In memory index

Some think

用skip list存储posting的话是可以实现方便的添加和删除元素的,其效率的话也算比较高,相当于每次做一个二分查找.但是这样的话可能空间占用会多一些.

根据理论计算是对于n个元素的一个skiplist 需要少于2n个node 就可以. 由于一个node节点是原来的4倍(由于一个地址长度是8,然后一个int 是4, 那么对齐后就是16),所以整体来说就是8倍.

An Exploration of Postings List Contiguity in Main-Memory Incremental Indexing 这篇文章介绍了如何在内存中存放postings, 如果在内存中隔得比较远的话,会影响性能,但是如果连续的话,需要一些控制,这里给了一个 tradeoff. 也许对于目前也有一些指导意义.

Fast Incremental Indexing for Full-Text Information Retrieval 文章提到说，在他们的情形中 over 90% of the inverted lists are less than 1000 bytes (in their compressed form), and account for less than 10% of the total inverted file size. Furthermore, nearly half of all lists are less than 16 bytes. This means that many inverted lists will never grow after their initial creation. Therefore, they should be allocated in a space efficient manner。这个启发我们在做设计的时候要首先考虑 index 的内容等特性。文章中设计的inverted list不是 a single object of the exact size，而是 using a range of fixed size objects，here the sizes range from 16 to 8192 bytes by powers of 2 (i.e., 16, 32, 64, …, 8192). 在create的时候，分配可以装下的最小的 size。当超过这个size之后，分配一个下一档的内存，然后复制过去，free掉当前的内存。当达到最大object size，不是再扩大这个内存size，而是生成一个 8192的 linked list object，然后把这个的尾指针之过去。感觉在一定程度上类似于STL里面的Vector的设计。
The largest objects are each allocated intheir own physical segment and managed by a large object pool. The smallest (16 byte) objects are stored in 4 Kbyte physical segments, 255objectspersegment, and managed by a small object pool. The remaining objects are stored in 8 Kbyte physical segments, where each segment stores objects of only one size, and contains as many objects of that size as will fit. These objects are managed by a medium object pool。

是否需要支持delete document. 或者说现在对于document的delete是通过block doc完成的吗?

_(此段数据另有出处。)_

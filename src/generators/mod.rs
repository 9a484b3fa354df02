use rand::{Rng, SeedableRng, rngs::StdRng};

mod aldous_broder;
mod hunt_kill;
mod kruskal;
mod prim;
mod recur_backtrack;
mod sidewinder;
mod union_find;
mod wilson;

use aldous_broder::aldous_broder;
use hunt_kill::hunt_and_kill;
use kruskal::randomized_kruskal;
use prim::randomized_prim;
use recur_backtrack::recursive_backtrack;
use sidewinder::sidewinder;
use wilson::wilson;

use crate::{
    control::Checkpoint,
    error::MazeError,
    maze::{Coord, Grid},
};

/// Get a random number generator, optionally seeded for reproducibility.
pub fn get_rng(seed: Option<u64>) -> StdRng {
    match seed {
        Some(s) => StdRng::seed_from_u64(s),
        None => StdRng::from_os_rng(),
    }
}

#[derive(Debug, Clone, Copy, PartialEq, Eq, Hash)]
pub enum Generator {
    RecurBacktrack,
    Kruskal,
    Prim,
    AldousBroder,
    Wilson,
    HuntAndKill,
    Sidewinder,
}

impl Generator {
    pub const ALL: [Generator; 7] = [
        Generator::RecurBacktrack,
        Generator::Kruskal,
        Generator::Prim,
        Generator::AldousBroder,
        Generator::Wilson,
        Generator::HuntAndKill,
        Generator::Sidewinder,
    ];
}

impl std::fmt::Display for Generator {
    fn fmt(&self, f: &mut std::fmt::Formatter<'_>) -> std::fmt::Result {
        match self {
            Generator::RecurBacktrack => write!(f, "Recursive Backtracking"),
            Generator::Kruskal => write!(f, "Kruskal's Algorithm"),
            Generator::Prim => write!(f, "Prim's Algorithm"),
            Generator::AldousBroder => write!(f, "Aldous-Broder"),
            Generator::Wilson => write!(f, "Wilson's Algorithm"),
            Generator::HuntAndKill => write!(f, "Hunt-and-Kill"),
            Generator::Sidewinder => write!(f, "Sidewinder"),
        }
    }
}

/// Clears the grid and carves a perfect maze into it.
///
/// On `Err(StoppedByUser)` the grid holds a partial maze in which every
/// carved passage is open on both sides.
pub fn generate_maze(
    grid: &Grid,
    generator: Generator,
    rng: &mut StdRng,
    ctl: &dyn Checkpoint,
) -> Result<(), MazeError> {
    grid.clear();
    if grid.is_empty() {
        return Ok(());
    }
    match generator {
        Generator::RecurBacktrack => recursive_backtrack(grid, rng, ctl),
        Generator::Kruskal => randomized_kruskal(grid, rng, ctl),
        Generator::Prim => randomized_prim(grid, rng, ctl),
        Generator::AldousBroder => aldous_broder(grid, rng, ctl),
        Generator::Wilson => wilson(grid, rng, ctl),
        Generator::HuntAndKill => hunt_and_kill(grid, rng, ctl),
        Generator::Sidewinder => sidewinder(grid, rng, ctl),
    }
}

/// Pick a uniformly random cell of the grid.
fn random_cell(grid: &Grid, rng: &mut StdRng) -> Coord {
    (
        rng.random_range(0..grid.height()),
        rng.random_range(0..grid.width()),
    )
}

/// Neighbors of `coord` whose `gen_visited` flag equals `visited`.
fn neighbors_by_visit(grid: &Grid, coord: Coord, visited: bool) -> Vec<Coord> {
    grid.neighbors(coord)
        .filter(|&c| grid.cell(c).gen_visited() == visited)
        .collect()
}

/// Marks a cell as part of the maze.
fn visit(grid: &Grid, coord: Coord) {
    grid.cell(coord).set_gen_visited(true);
}

/// Opens the wall from a maze cell into `to`, marks `to` visited, then yields
/// to the checkpoint. The step is complete before the checkpoint can stop it.
fn carve(grid: &Grid, from: Coord, to: Coord, ctl: &dyn Checkpoint) -> Result<(), MazeError> {
    grid.connect(from, to);
    visit(grid, to);
    ctl.checkpoint()
}

#[cfg(test)]
mod tests {
    use super::*;
    use crate::control::Unthrottled;
    use crate::generators::union_find::UnionFind;
    use crate::maze::Direction;
    use proptest::prelude::*;

    /// Lets `n` checkpoints or polls through, then reports a stop.
    struct StopAfter(std::cell::Cell<usize>);

    impl StopAfter {
        fn new(n: usize) -> Self {
            StopAfter(std::cell::Cell::new(n))
        }

        fn tick(&self) -> Result<(), MazeError> {
            match self.0.get() {
                0 => Err(MazeError::StoppedByUser),
                n => {
                    self.0.set(n - 1);
                    Ok(())
                }
            }
        }
    }

    impl Checkpoint for StopAfter {
        fn checkpoint(&self) -> Result<(), MazeError> {
            self.tick()
        }

        fn poll(&self) -> Result<(), MazeError> {
            self.tick()
        }
    }

    /// Open passages never close a loop.
    fn assert_acyclic(grid: &Grid, generator: Generator) {
        let mut sets = UnionFind::new(grid.len());
        for index in 0..grid.len() {
            let coord = grid.unravel_index(index);
            for dir in [Direction::East, Direction::South] {
                let Some(next) = dir.step(coord, grid.width(), grid.height()) else {
                    continue;
                };
                if grid.is_connected(coord, next) {
                    assert!(
                        sets.union(index, grid.ravel_index(next)),
                        "{generator} carved a cycle through {coord:?}"
                    );
                }
            }
        }
    }

    fn assert_perfect(grid: &Grid, generator: Generator) {
        assert_eq!(
            grid.open_connections(),
            grid.len() - 1,
            "{generator} should open exactly width*height - 1 passages"
        );
        assert!(grid.is_fully_connected(), "{generator} left unreachable cells");
        assert!(
            grid.snapshot().iter().all(|cell| cell.gen_visited),
            "{generator} left cells unvisited"
        );
    }

    fn assert_symmetric(grid: &Grid) {
        for cell in grid.snapshot() {
            for dir in Direction::ALL {
                let Some(next) = dir.step((cell.row, cell.col), grid.width(), grid.height())
                else {
                    // Boundary walls are never opened
                    assert!(!cell.is_open(dir));
                    continue;
                };
                let other = grid.cell(next).snapshot();
                assert_eq!(cell.is_open(dir), other.is_open(dir.opposite()));
            }
        }
    }

    #[test]
    fn test_kruskal_10x10_fixed_seed() {
        let grid = Grid::new(10, 10);
        let mut rng = get_rng(Some(42));
        generate_maze(&grid, Generator::Kruskal, &mut rng, &Unthrottled).unwrap();
        assert_eq!(grid.open_connections(), 99);
        assert!(grid.is_fully_connected());
    }

    #[test]
    fn test_single_cell() {
        for generator in Generator::ALL {
            let grid = Grid::new(1, 1);
            generate_maze(&grid, generator, &mut get_rng(Some(1)), &Unthrottled).unwrap();
            assert_perfect(&grid, generator);
        }
    }

    #[test]
    fn test_same_seed_same_maze() {
        for generator in Generator::ALL {
            let first = Grid::new(8, 6);
            let second = Grid::new(8, 6);
            generate_maze(&first, generator, &mut get_rng(Some(7)), &Unthrottled).unwrap();
            generate_maze(&second, generator, &mut get_rng(Some(7)), &Unthrottled).unwrap();
            assert_eq!(first.snapshot(), second.snapshot(), "{generator}");
        }
    }

    #[test]
    fn test_generation_clears_previous_maze() {
        let grid = Grid::new(5, 5);
        generate_maze(&grid, Generator::Prim, &mut get_rng(Some(3)), &Unthrottled).unwrap();
        grid.cell((2, 2)).set_dist(12);
        generate_maze(&grid, Generator::Sidewinder, &mut get_rng(Some(3)), &Unthrottled).unwrap();
        assert_perfect(&grid, Generator::Sidewinder);
        assert_eq!(grid.cell((2, 2)).dist(), -1);
    }

    proptest! {
        #[test]
        fn every_generator_builds_a_perfect_maze(
            width in 1usize..12,
            height in 1usize..12,
            seed in any::<u64>(),
        ) {
            for generator in Generator::ALL {
                let grid = Grid::new(width, height);
                generate_maze(&grid, generator, &mut get_rng(Some(seed)), &Unthrottled).unwrap();
                assert_perfect(&grid, generator);
                assert_symmetric(&grid);
            }
        }
    }

    proptest! {
        #[test]
        fn stopped_generation_leaves_a_valid_partial_maze(
            width in 1usize..10,
            height in 1usize..10,
            seed in any::<u64>(),
            stop_after in 0usize..120,
        ) {
            for generator in Generator::ALL {
                let grid = Grid::new(width, height);
                let ctl = StopAfter::new(stop_after);
                let result = generate_maze(&grid, generator, &mut get_rng(Some(seed)), &ctl);
                prop_assert!(
                    matches!(result, Ok(()) | Err(MazeError::StoppedByUser)),
                    "{generator}: {result:?}"
                );
                assert_symmetric(&grid);
                assert_acyclic(&grid, generator);
                // Walk markers never outlive the run
                prop_assert!(grid.snapshot().iter().all(|cell| !cell.fill_visited), "{generator}");
                if result.is_ok() {
                    assert_perfect(&grid, generator);
                }
            }
        }
    }

    #[test]
    fn test_stop_at_first_checkpoint() {
        for generator in Generator::ALL {
            let grid = Grid::new(5, 4);
            assert_eq!(
                generate_maze(&grid, generator, &mut get_rng(Some(2)), &StopAfter::new(0)),
                Err(MazeError::StoppedByUser),
                "{generator}"
            );
            // Kruskal joins its first edge before the first checkpoint
            assert!(grid.open_connections() <= 1, "{generator}");
        }
    }
}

理论上来说, in memory index的部分应该是比较 hot 的doc,或者说是 static rank 分数比较高的那部分doc.

看了一个google 的设计文档,发现我们的设计和他们很相似啊. google talk about index

规模是在设计中必须考虑的一个问题.

in memory index format from papers

Here are several papers I read about in-memory index structure. Nearly all paper considered on posting list dynamic extending, but in which kind of method, I think we need to do some experiments according to our index. And posting lists are implemented as arrays for data continuous.

Earlybird: Real-Time Search at Twitter

This paper designed an in-memory structure optimized for single-writer, multiple-reader. The index can be divided into:

Term dictionary(a simple hash table, uses open addressing on primitive arrays)
Term data(held in parallel arrays)
- number of postings for the term
- pointer to the tail of the postings list
Active index
- Each posting is a 32-bit integer(24 bits for document-id, 8 for term position)
- Stored in an array, cache friendly
- allocation of space for postings lists.
  - Postings lists vary significantly in size, since term and document frequencies are Zipfian
  - create four separate “pools” for holding postings.
  - In each pool, the slice sizes are fixed: they are 2^1, 2^4, 2^7, and 2^11
  - The first time a term is encountered, a postings list is created in the first pool (i.e. holds 2 elements)
  - Each slice (except 2^1) reserves the first 32-bits for a pointer to the previous slice
Concurrency
- Limit to a single writer per index segment for simplicity
- maxDoc is used to divide write and read process. Readers ignore docs encountered greater than maxDoc.

slice structure

concurrency

After achieve to a threashold, convert index from a write-friendly structure into an optimized read-only structure. Postings are divided into “long” and “short”(less than 1000). For long postings, use a block-based compression scheme similar in spirit to PForDelta and the Simple9 family of techniques.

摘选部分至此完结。